Le sergent qui commandait l'escorte sonna: le valet de chambre du vieux Backer vint ouvrir, poussa un cri, et, du premier mouvement, fut prêt à se jeter dans les bras de son maître. C'était un vieux serviteur allemand, qui, tout, enfant, l'avait suivi de Francfort.

—O mon cher seigneur, lui dit-il, est-ce vous? et mes pauvres yeux qui ont tant pleuré votre absence, ont-ils le bonheur de vous revoir?

—Oui, mon Fritz, oui. Et tout va-t-il bien dans la maison? demanda Simon.

—Pourquoi tout n'irait-il pas bien en votre absence, comme en votre présence? Dieu merci, chacun connaît son devoir.

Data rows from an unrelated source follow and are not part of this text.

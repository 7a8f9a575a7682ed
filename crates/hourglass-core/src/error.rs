// ABOUTME: Error type shared by the classifier, deep-copy engine, class registry and merge engine.
// ABOUTME: Every variant carries the breadcrumb path of the value that failed.

use thiserror::Error;

/// Errors raised while classifying, copying, encoding, decoding or merging values.
#[derive(Debug, Error)]
pub enum CopyError {
    #[error("unsupported value at '{path}': {reason}")]
    UnsupportedValue { path: String, reason: String },

    #[error("unknown class '{name}' at '{path}'")]
    UnknownClass { path: String, name: String },

    #[error("table at '{path}' carries foreign identity marker '{marker}'")]
    MetatableRejection { path: String, marker: String },

    #[error("value at '{path}' contains itself")]
    CyclicValue { path: String },

    #[error("malformed encoded data at '{path}': {reason}")]
    Malformed { path: String, reason: String },
}

impl CopyError {
    pub(crate) fn unsupported(path: &str, reason: impl Into<String>) -> Self {
        CopyError::UnsupportedValue {
            path: path.to_string(),
            reason: reason.into(),
        }
    }

    pub(crate) fn malformed(path: &str, reason: impl Into<String>) -> Self {
        CopyError::Malformed {
            path: path.to_string(),
            reason: reason.into(),
        }
    }

    /// Breadcrumb of the value that failed.
    pub fn path(&self) -> &str {
        match self {
            CopyError::UnsupportedValue { path, .. }
            | CopyError::UnknownClass { path, .. }
            | CopyError::MetatableRejection { path, .. }
            | CopyError::CyclicValue { path }
            | CopyError::Malformed { path, .. } => path,
        }
    }
}

/// Extend a breadcrumb with one more segment.
pub fn child_path(parent: &str, segment: impl std::fmt::Display) -> String {
    if parent.is_empty() {
        segment.to_string()
    } else {
        format!("{} --> {}", parent, segment)
    }
}

#[cfg(test)]
mod tests {
    use super::*;

    #[test]
    fn child_path_joins_with_arrows() {
        let root = child_path("", "feature1");
        let nested = child_path(&child_path(&root, "run"), 3);
        assert_eq!(nested, "feature1 --> run --> 3");
    }

    #[test]
    fn display_includes_path() {
        let err = CopyError::unsupported("a --> b", "functions cannot be encoded");
        assert_eq!(err.path(), "a --> b");
        assert!(err.to_string().contains("a --> b"));
    }
}
// ABOUTME: Save slot abstraction for reading and writing the save document as text.
// ABOUTME: FileSaveSlot writes atomically via tmp file and rename; MemorySaveSlot keeps text in memory.

use std::cell::RefCell;
use std::fs::{self, File};
use std::io::{ErrorKind, Write};
use std::path::{Path, PathBuf};
use std::rc::Rc;

use thiserror::Error;

use crate::config::StoreConfig;

/// Errors that can occur while reading or writing a save slot.
#[derive(Debug, Error)]
pub enum SlotError {
    #[error("io error: {0}")]
    Io(#[from] std::io::Error),
}

/// Where the save document lives between sessions.
pub trait SaveSlot {
    /// Read the stored text. `None` means nothing has been saved yet.
    fn read(&self) -> Result<Option<String>, SlotError>;

    /// Replace the stored text.
    fn write(&mut self, contents: &str) -> Result<(), SlotError>;
}

/// A save slot backed by a single file.
#[derive(Debug, Clone)]
pub struct FileSaveSlot {
    path: PathBuf,
}

impl FileSaveSlot {
    pub fn new(path: impl Into<PathBuf>) -> Self {
        Self { path: path.into() }
    }

    pub fn from_config(config: &StoreConfig) -> Self {
        Self::new(config.save_path())
    }

    pub fn path(&self) -> &Path {
        &self.path
    }
}

impl SaveSlot for FileSaveSlot {
    fn read(&self) -> Result<Option<String>, SlotError> {
        match fs::read_to_string(&self.path) {
            Ok(text) => Ok(Some(text)),
            Err(e) if e.kind() == ErrorKind::NotFound => Ok(None),
            Err(e) => Err(e.into()),
        }
    }

    /// Atomic write (write to .tmp, fsync, rename). Creates the parent directory if needed.
    fn write(&mut self, contents: &str) -> Result<(), SlotError> {
        if let Some(dir) = self.path.parent()
            && !dir.as_os_str().is_empty()
        {
            fs::create_dir_all(dir)?;
        }

        let tmp_path = self.path.with_extension("tmp");
        let mut file = File::create(&tmp_path)?;
        file.write_all(contents.as_bytes())?;
        file.sync_all()?;
        drop(file);

        fs::rename(&tmp_path, &self.path)?;
        tracing::debug!("wrote {} bytes to {}", contents.len(), self.path.display());
        Ok(())
    }
}

/// An in-memory save slot. Clones share the same buffer, which lets a test
/// hand the same slot to a second manager as if the process had restarted.
#[derive(Debug, Clone, Default)]
pub struct MemorySaveSlot {
    contents: Rc<RefCell<Option<String>>>,
}

impl MemorySaveSlot {
    pub fn new() -> Self {
        Self::default()
    }

    pub fn with_contents(contents: impl Into<String>) -> Self {
        Self {
            contents: Rc::new(RefCell::new(Some(contents.into()))),
        }
    }

    pub fn contents(&self) -> Option<String> {
        self.contents.borrow().clone()
    }
}

impl SaveSlot for MemorySaveSlot {
    fn read(&self) -> Result<Option<String>, SlotError> {
        Ok(self.contents.borrow().clone())
    }

    fn write(&mut self, contents: &str) -> Result<(), SlotError> {
        *self.contents.borrow_mut() = Some(contents.to_string());
        Ok(())
    }
}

A neuf heures du matin, tous les employés sont à leur poste et chacun fait sa besogne en conscience. Il n'y a que moi qui, malheureusement, aie du temps de reste, et cependant, tous les jours, je brosse vos habits; deux fois par semaine, je compte votre linge; tous les dimanches, je remonte les pendules, et je console du mieux que je puis votre chien César, qui, depuis votre départ, mange à peine et ne fait que se lamenter.

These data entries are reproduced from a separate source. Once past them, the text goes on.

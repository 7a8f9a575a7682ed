// ABOUTME: Reserved marker keys that brand encoded objects with their original category or class.
// ABOUTME: Classifies encoded objects by brand and converts stringified number keys back to integers.

use serde_json::{Map as JsonMap, Value as JsonValue};

use crate::error::CopyError;
use crate::host::{self, HostType};
use crate::value::Key;

pub const DEFAULT_MAP: &str = "__DEFAULT_MAP";
pub const DEFAULT_MAP_VALUE: &str = "__DEFAULT_MAP_VALUE";
pub const MAP: &str = "__MAP";
pub const SET: &str = "__SET";
pub const OBJECT_WITH_NUMBER_KEYS: &str = "__OBJECT_WITH_NUMBER_KEYS";
pub const CLASS: &str = "__CLASS";
pub const VECTOR: &str = "__VECTOR";
pub const COLOR: &str = "__COLOR";
pub const K_COLOR: &str = "__K_COLOR";
pub const RNG: &str = "__RNG";
pub const BIT_SET_128: &str = "__BIT_SET_128";

/// Every marker key. User data may not use any of these as a key.
pub const RESERVED: [&str; 11] = [
    DEFAULT_MAP,
    DEFAULT_MAP_VALUE,
    MAP,
    SET,
    OBJECT_WITH_NUMBER_KEYS,
    CLASS,
    VECTOR,
    COLOR,
    K_COLOR,
    RNG,
    BIT_SET_128,
];

pub fn is_brand(key: &str) -> bool {
    RESERVED.contains(&key)
}

pub fn is_brand_key(key: &Key) -> bool {
    key.as_str().is_some_and(is_brand)
}

/// The category an encoded object was branded with.
#[derive(Debug, Clone)]
pub enum EncodedKind {
    Record,
    Map,
    Set,
    DefaultMap,
    Class(String),
    Host(&'static HostType),
}

/// Read the brand of an encoded object. Precedence is
/// default map, map, set, class, host type, then plain record.
pub fn classify_encoded(
    fields: &JsonMap<String, JsonValue>,
    path: &str,
) -> Result<EncodedKind, CopyError> {
    if fields.contains_key(DEFAULT_MAP) {
        return Ok(EncodedKind::DefaultMap);
    }
    if fields.contains_key(MAP) {
        return Ok(EncodedKind::Map);
    }
    if fields.contains_key(SET) {
        return Ok(EncodedKind::Set);
    }
    if let Some(name) = fields.get(CLASS) {
        return match name {
            JsonValue::String(name) if !name.is_empty() => Ok(EncodedKind::Class(name.clone())),
            _ => Err(CopyError::malformed(path, "class brand must be a non-empty string")),
        };
    }
    if let Some(host) = host::handler_for_encoded(fields) {
        return Ok(EncodedKind::Host(host));
    }
    Ok(EncodedKind::Record)
}

/// True when the object's integer keys were stringified on encode.
pub fn has_number_keys(fields: &JsonMap<String, JsonValue>) -> bool {
    fields.contains_key(OBJECT_WITH_NUMBER_KEYS)
}

/// Convert an encoded key back into a [`Key`].
pub fn decode_key(raw: &str, number_keys: bool) -> Key {
    if number_keys && let Ok(i) = raw.parse::<i64>() {
        return Key::Int(i);
    }
    Key::Str(raw.to_string())
}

—Entrons, mon père, dit André: ces messieurs s'impatientent et le peuple s'amasse.

—Entrons, répéta le vieux Backer.

On laissa une sentinelle à la porte, deux dans l'antichambre, on dispersa les autres dans le corridor. Au reste, comme c'est l'habitude dans ces sortes de maisons, le rez-de-chaussée était grillé. Les deux prisonniers, en rentrant chez eux, n'avaient donc fait que changer de prison.

André Backer s'achemina vers la caisse, et, le caissier n'étant point encore arrivé, l'ouvrit avec sa double clef, tandis que Simon Backer prenait place dans son cabinet, qui n'avait point été ouvert depuis son arrestation.

On plaça des sentinelles aux deux portes.